Don’t Give Breast Milk to Wild Animals

Yes, this is apparently necessary to say. 🤦🏻‍♂️ Every wildlife rehabilitator has at least one story about a baby animal that arrived critically sick after being fed human breast milk. And yes, some people have fed it right from the tap. 😳

Breast is best— as in, human breast milk is best for human babies, raccoon milk is best for raccoon babies, opossum milk is best for opossum babies,
cow’s milk is best for cow babies, and almond milk, presumably, is best for almond babies.

Each mammal’s milk has the exact ratio of fats, sugars, electrolytes, enzymes, bacteria, and proteins made for its own young. When the real deal isn’t an option for a baby of any species, the next-best thing is an appropriate formula, NOT the milk of another species!

There is no wild animal in North America that can thrive on human milk. Human milk is only one-quarter as concentrated as skunk milk, for example, and is too watery to meet their needs. Human breast milk contains only one tenth the amount of protein that a baby raccoon needs to survive, and it has twice the amount of lactose that baby opossums can tolerate.
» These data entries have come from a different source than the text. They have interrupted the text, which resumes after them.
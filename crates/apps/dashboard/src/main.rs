//! Terminal client for the employment-program dashboard.
//!
//! The controller core is synchronous; this binary owns all the actual I/O.
//! Every effect the controller asks for is spawned as a tokio task, and each
//! completion is fed back as a single event over an mpsc channel, in
//! whatever order the network happens to finish.

mod location;
mod transport;
mod view;

use std::env;
use std::sync::Arc;

use clap::Parser;
use controller::{Coordinates, DashboardController, Effect, Event};
use tokio::io::AsyncBufReadExt;
use tokio::sync::mpsc;
use tracing::{debug, info};
use tracing_subscriber::EnvFilter;

use crate::location::{DeniedLocation, FixedLocation, LocationProvider};
use crate::transport::{Backend, HttpBackend};

/// Monthly employment-program performance dashboard.
#[derive(Debug, Parser)]
#[command(name = "dashboard")]
struct Args {
    /// Backend base URL; DASHBOARD_BACKEND_URL is honored when absent.
    #[arg(long)]
    backend_url: Option<String>,

    /// Device latitude, standing in for the platform geolocation fix.
    #[arg(long, requires = "longitude")]
    latitude: Option<f64>,

    /// Device longitude, standing in for the platform geolocation fix.
    #[arg(long, requires = "latitude")]
    longitude: Option<f64>,
}

#[tokio::main]
async fn main() {
    tracing_subscriber::fmt()
        .with_env_filter(EnvFilter::from_default_env())
        .init();

    let args = Args::parse();
    let backend_url = args
        .backend_url
        .or_else(|| env::var("DASHBOARD_BACKEND_URL").ok())
        .unwrap_or_else(|| "http://127.0.0.1:8000".to_string());

    let backend: Arc<dyn Backend> = Arc::new(HttpBackend::new(&backend_url));
    let provider: Arc<dyn LocationProvider> = match (args.latitude, args.longitude) {
        (Some(latitude), Some(longitude)) => Arc::new(FixedLocation {
            coordinates: Coordinates {
                latitude,
                longitude,
            },
        }),
        _ => Arc::new(DeniedLocation),
    };

    info!("dashboard talking to {backend_url}");
    println!("commands: states | districts | state <id> | district <name> | show | quit");

    let (tx, mut rx) = mpsc::unbounded_channel::<Event>();
    let mut controller = DashboardController::new();
    run_effects(controller.start(), &backend, &provider, &tx);

    let mut lines = tokio::io::BufReader::new(tokio::io::stdin()).lines();
    loop {
        tokio::select! {
            Some(event) = rx.recv() => {
                let was_loading = controller.is_loading();
                debug!(?event, "handling event");
                let effects = controller.handle(event);
                run_effects(effects, &backend, &provider, &tx);
                view::print_notices(&controller.drain_notices());
                if was_loading && !controller.is_loading() {
                    view::print_dashboard(&controller);
                }
            }
            line = lines.next_line() => {
                match line {
                    Ok(Some(line)) => {
                        if !dispatch(line.trim(), &mut controller, &backend, &provider, &tx) {
                            break;
                        }
                        view::print_notices(&controller.drain_notices());
                    }
                    Ok(None) | Err(_) => break,
                }
            }
        }
    }
}

/// Handles one console command; returns `false` on quit.
fn dispatch(
    line: &str,
    controller: &mut DashboardController,
    backend: &Arc<dyn Backend>,
    provider: &Arc<dyn LocationProvider>,
    tx: &mpsc::UnboundedSender<Event>,
) -> bool {
    let (cmd, rest) = match line.split_once(char::is_whitespace) {
        Some((cmd, rest)) => (cmd, rest.trim()),
        None => (line, ""),
    };

    match cmd {
        "" => {}
        "quit" | "exit" => return false,
        "states" => view::print_states(controller),
        "districts" => view::print_districts(controller),
        "show" => view::print_dashboard(controller),
        "state" if !rest.is_empty() => {
            run_effects(controller.state_selected(rest), backend, provider, tx);
        }
        "district" if !rest.is_empty() => {
            let effects = controller.district_selected(rest);
            if effects.is_empty() {
                println!("select a state first");
            }
            run_effects(effects, backend, provider, tx);
        }
        _ => println!("unknown command: {line}"),
    }
    true
}

fn run_effects(
    effects: Vec<Effect>,
    backend: &Arc<dyn Backend>,
    provider: &Arc<dyn LocationProvider>,
    tx: &mpsc::UnboundedSender<Event>,
) {
    for effect in effects {
        let backend = Arc::clone(backend);
        let provider = Arc::clone(provider);
        let tx = tx.clone();
        tokio::spawn(async move {
            let event = run_effect(effect, backend.as_ref(), provider.as_ref()).await;
            let _ = tx.send(event);
        });
    }
}

/// Executes one effect; each effect completes as exactly one event.
async fn run_effect(
    effect: Effect,
    backend: &dyn Backend,
    provider: &dyn LocationProvider,
) -> Event {
    match effect {
        Effect::LoadStates => Event::StatesLoaded(backend.states().await),
        Effect::LoadDistricts { seq, state_id } => Event::DistrictsLoaded {
            seq,
            result: backend.districts(&state_id).await,
        },
        Effect::RequestLocationFix => Event::LocationFix(provider.current_position().await),
        Effect::LookupNearest {
            latitude,
            longitude,
        } => Event::NearestResolved(backend.nearest_district(latitude, longitude).await),
        Effect::FetchMetrics {
            seq,
            state_id,
            district_name,
        } => Event::MetricsLoaded {
            seq,
            result: backend.metrics(&state_id, &district_name).await,
        },
    }
}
The result of the wrong milk can mean diarrhea, kidney failure, metabolic bone disease, low blood sugar, and even death.

Please don’t do this! If you have extra breast milk, please consider donating it to a milk bank at your local hospital, and if you have a baby animal that needs help, please contact a rehabilitator as quickly as possible.

And, for the sake of everyone’s sanity, please never attach an animal to your nipple. That’s really weird and we really didn’t need those photos.